An entire Social Network in 1.6GB (GraphD Part 2)

18

An entire Social Network in 1.6GB (GraphD Part 2) databases go performance web jazco.dev
authored by jaz 7 months ago | caches
Archive.org Archive.today Ghostarchive
| 5 comments

5

1. 2
  
  pims 7 months ago | link
  
  I’d be curious to hear how this would work in a production setting. Having a single instance makes the current implementation consistent at the expense of being “HA”.
  
  I believe it’s not as simple as keeping a “warm” second instance.
  
  Looking forward to part3
  1. 2
    
    jaz 7 months ago | link
    
    Yeah, I’ve been thinking about having shared-nothing instances and fanning out writes to each of the instances to keep them up-to-date.
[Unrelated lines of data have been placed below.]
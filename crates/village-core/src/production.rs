//! Passive production: one tick of worker output.
//!
//! Each worker kind with at least one hire yields
//! `count x gather_amount(produced, is_night)` of its resource. All kinds
//! are credited before the caller runs goal resolution, so resolution never
//! sees a half-applied tick.

use village_ledger::{BalanceTable, ResourceLedger, WorkerRoster};
use village_types::{ResourceKind, WorkerKind};

/// What one production tick yielded, per worker kind.
#[derive(Debug, Clone, Default, PartialEq, Eq)]
pub struct ProductionReport {
    /// `(worker, resource, amount)` for every kind that produced.
    pub yields: Vec<(WorkerKind, ResourceKind, u64)>,
}

impl ProductionReport {
    /// Whether the tick produced anything.
    pub fn is_empty(&self) -> bool {
        self.yields.is_empty()
    }

    /// Total units produced across all kinds.
    pub fn total(&self) -> u64 {
        self.yields
            .iter()
            .fold(0_u64, |acc, (_, _, amount)| acc.saturating_add(*amount))
    }
}

/// Compute one tick of output without applying it.
pub fn production_yields(
    roster: &WorkerRoster,
    is_night: bool,
    balance: &BalanceTable,
) -> ProductionReport {
    let yields = roster
        .active()
        .map(|(worker, count)| {
            let resource = worker.produces();
            let amount = count.saturating_mul(balance.gather_amount(resource, is_night));
            (worker, resource, amount)
        })
        .collect();
    ProductionReport { yields }
}

/// Compute and credit one tick of output.
pub fn apply_production(
    resources: &mut ResourceLedger,
    roster: &WorkerRoster,
    is_night: bool,
    balance: &BalanceTable,
) -> ProductionReport {
    let report = production_yields(roster, is_night, balance);
    for &(_, resource, amount) in &report.yields {
        resources.credit(resource, amount);
    }
    report
}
The features I want to power with this are all gonna be low-consistency requirement features like social proof etc. and not correctness-critical things but even then I want to see how correct I can make it without too much effort.
    
    I’m actually rethinking the in-memory component of this and am tempted to use a LRU cache for bitmaps that are actively being used and then have everything else be loaded from sharded SQLite files on-demand and then synced to SQLite on write with lower synchronous pragmas to keep the disk thrash down.
    
    I want to power social proof for things like likes on posts as well which should be doable via one Roaring Bitmap per post that tracks UIDs of likers, then I can intersect those with the follow bitmaps too.
    
    Ideally the entire graph should be able to scale to the size of your local disk and the RAM available will be used for caching hot values (though potentially a LOT of hot values since the bitmaps are so small).
2. 1
  
  mariusor 7 months ago | link
  
  Is there a trick to use this with identifiers that are not integers ? It doesn’t feel like it.
  1. 3
    
    jaz edited 7 months ago | link
    
    No but you can intern your identifiers into integers (described in part 1) which end up being internal to the service and still allow querying and responses with the full string IDs.
    
    Basically you can keep a nextUID uint32 and put a mutex on it and then every time you see a new string identifier, you assign it the nextUID and bump the int. You can then keep track of everything internally as relating to the UIDs and keep a mapping of UIDs to String Identifiers and String Identifiers to UIDs that’s cheap and easy to do lookups in.
    1. 2
      
      mariusor 7 months ago | link
      
      Cool, thank you. I missed that going over the article.